A Kentucky mother is urging children and teenagers to stop playing the "cinnamon challenge" after the death of her 4-year-old son Matthew, who climbed on top of the kitchen counter and ingested the spice.    

Matthew was rushed to a Kentucky hospital after he was found choking, and was pronounced dead an hour and a half later as a result of asphyxiation. After the cinnamon was consumed, some of the powder made its way into Matthew’s lungs. The coroner ruled the death accidental and said that asphyxiation due to cinnamon ingestion is a common problem when the household ingredient is inhaled.

“He started choking. It was like he was having a seizure and just collapsed,” the mother, Brianna Radar, told WLEX.

As a result of this incident, she is going public about ingesting cinnamon, specifically about the popular game among youth called the “cinnamon challenge.” It became popular in the past few years thanks to social media and websites that have posted more than 40,000 videos of people failing as they attempt the challenge. The challenge is to take one spoonful of cinnamon and try to swallow it within 60 seconds of consuming it without drinking anything. Even the former governor of Illinois, Pat Quinn, took the challenge.

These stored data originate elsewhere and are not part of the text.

//! User configuration, persisted as TOML.

use std::path::Path;

use serde::{Deserialize, Serialize};

use crate::error::{ConfigError, ConfigResult};
use crate::infer::InferenceConfig;
use crate::layout::GlyphStyle;

/// How inputs are set when a session starts.
#[derive(Debug, Clone, Copy, Default, PartialEq, Eq, Serialize, Deserialize)]
#[serde(rename_all = "kebab-case")]
pub enum InitialInputs {
    /// Every input starts true.
    #[default]
    AllOn,
    /// Every input starts false.
    AllOff,
}

impl InitialInputs {
    pub fn is_on(self) -> bool {
        matches!(self, InitialInputs::AllOn)
    }
}

#[derive(Debug, Clone, PartialEq, Eq, Serialize, Deserialize)]
pub struct Config {
    /// Connector character set.
    #[serde(default)]
    pub glyphs: GlyphStyle,
    /// Input state for sessions started outside the menu.
    #[serde(default)]
    pub initial_inputs: InitialInputs,
    /// Terminal event poll interval in milliseconds.
    #[serde(default = "default_poll_interval_ms")]
    pub poll_interval_ms: u64,
    /// Optional cap on inference passes.
    #[serde(default, skip_serializing_if = "Option::is_none")]
    pub max_passes: Option<usize>,
}

fn default_poll_interval_ms() -> u64 {
    100
}

impl Default for Config {
    fn default() -> Self {
        Self {
            glyphs: GlyphStyle::default(),
            initial_inputs: InitialInputs::default(),
            poll_interval_ms: default_poll_interval_ms(),
            max_passes: None,
        }
    }
}

impl Config {
    /// The inference settings this config selects.
    pub fn inference(&self) -> InferenceConfig {
        InferenceConfig {
            max_passes: self.max_passes,
        }
    }

    /// Load from a TOML file.
    pub fn load(path: &Path) -> ConfigResult<Self> {
        let content = std::fs::read_to_string(path).map_err(|e| ConfigError::Read {
            path: path.display().to_string(),
            source: e,
        })?;
        toml::from_str(&content).map_err(|e| ConfigError::Parse {
            path: path.display().to_string(),
            message: e.to_string(),
        })
    }

    /// Save to a TOML file, creating parent directories as needed.
    pub fn save(&self, path: &Path) -> ConfigResult<()> {
        let content = toml::to_string_pretty(self).map_err(|e| ConfigError::Parse {
            path: path.display().to_string(),
            message: e.to_string(),
        })?;
        if let Some(parent) = path.parent() {
            std::fs::create_dir_all(parent).map_err(|e| ConfigError::Write {
                path: parent.display().to_string(),
                source: e,
            })?;
        }
        std::fs::write(path, content).map_err(|e| ConfigError::Write {
            path: path.display().to_string(),
            source: e,
        })
    }
}

#[cfg(test)]
mod tests {
    use super::*;

    #[test]
    fn missing_fields_take_defaults() {
        let config: Config = toml::from_str("glyphs = \"ascii\"").unwrap();
        assert_eq!(config.glyphs, GlyphStyle::Ascii);
        assert_eq!(config.initial_inputs, InitialInputs::AllOn);
        assert_eq!(config.poll_interval_ms, 100);
        assert_eq!(config.max_passes, None);
    }

    #[test]
    fn kebab_case_input_modes() {
        let config: Config = toml::from_str("initial_inputs = \"all-off\"").unwrap();
        assert!(!config.initial_inputs.is_on());
    }

    #[test]
    fn unknown_glyph_style_is_rejected() {
        assert!(toml::from_str::<Config>("glyphs = \"emoji\"").is_err());
    }

    #[test]
    fn load_reports_missing_file() {
        let err = Config::load(Path::new("/nonexistent/regula.toml")).unwrap_err();
        assert!(matches!(err, ConfigError::Read { .. }));
    }
}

In a press release in March of 2012, the American Association of Position Control Centers (AAPCC) issued a warning about the rise of the challenge. Their collected data showed that in 2011, poison centers received 51 calls about teen exposure to cinnamon and that in the first three months, the number had gone up to 139 calls.

Even when cinnamon is consumed in large doses and the end result isn’t death, something that is rare, it can still be a health hazard, “causing inflammation and scarring of the lungs,” Dr. Steven Lipshultz, the author of the AAPCC report and professor of pediatrics at the University of Miami, told The New York Times.

When you do a YouTube search for “cinnamon challenge” in 2015, the search yields 209,000 videos. Evidently, there are still people doing it. Some of the videos in this search have gotten over half a million views on the site. It's for this reason, Radar continues to caution youth about the dangers of consuming the spice recklessly.

“Cinnamon can kill,” she said. “All these kids, they don’t think about the fact it can hurt them.”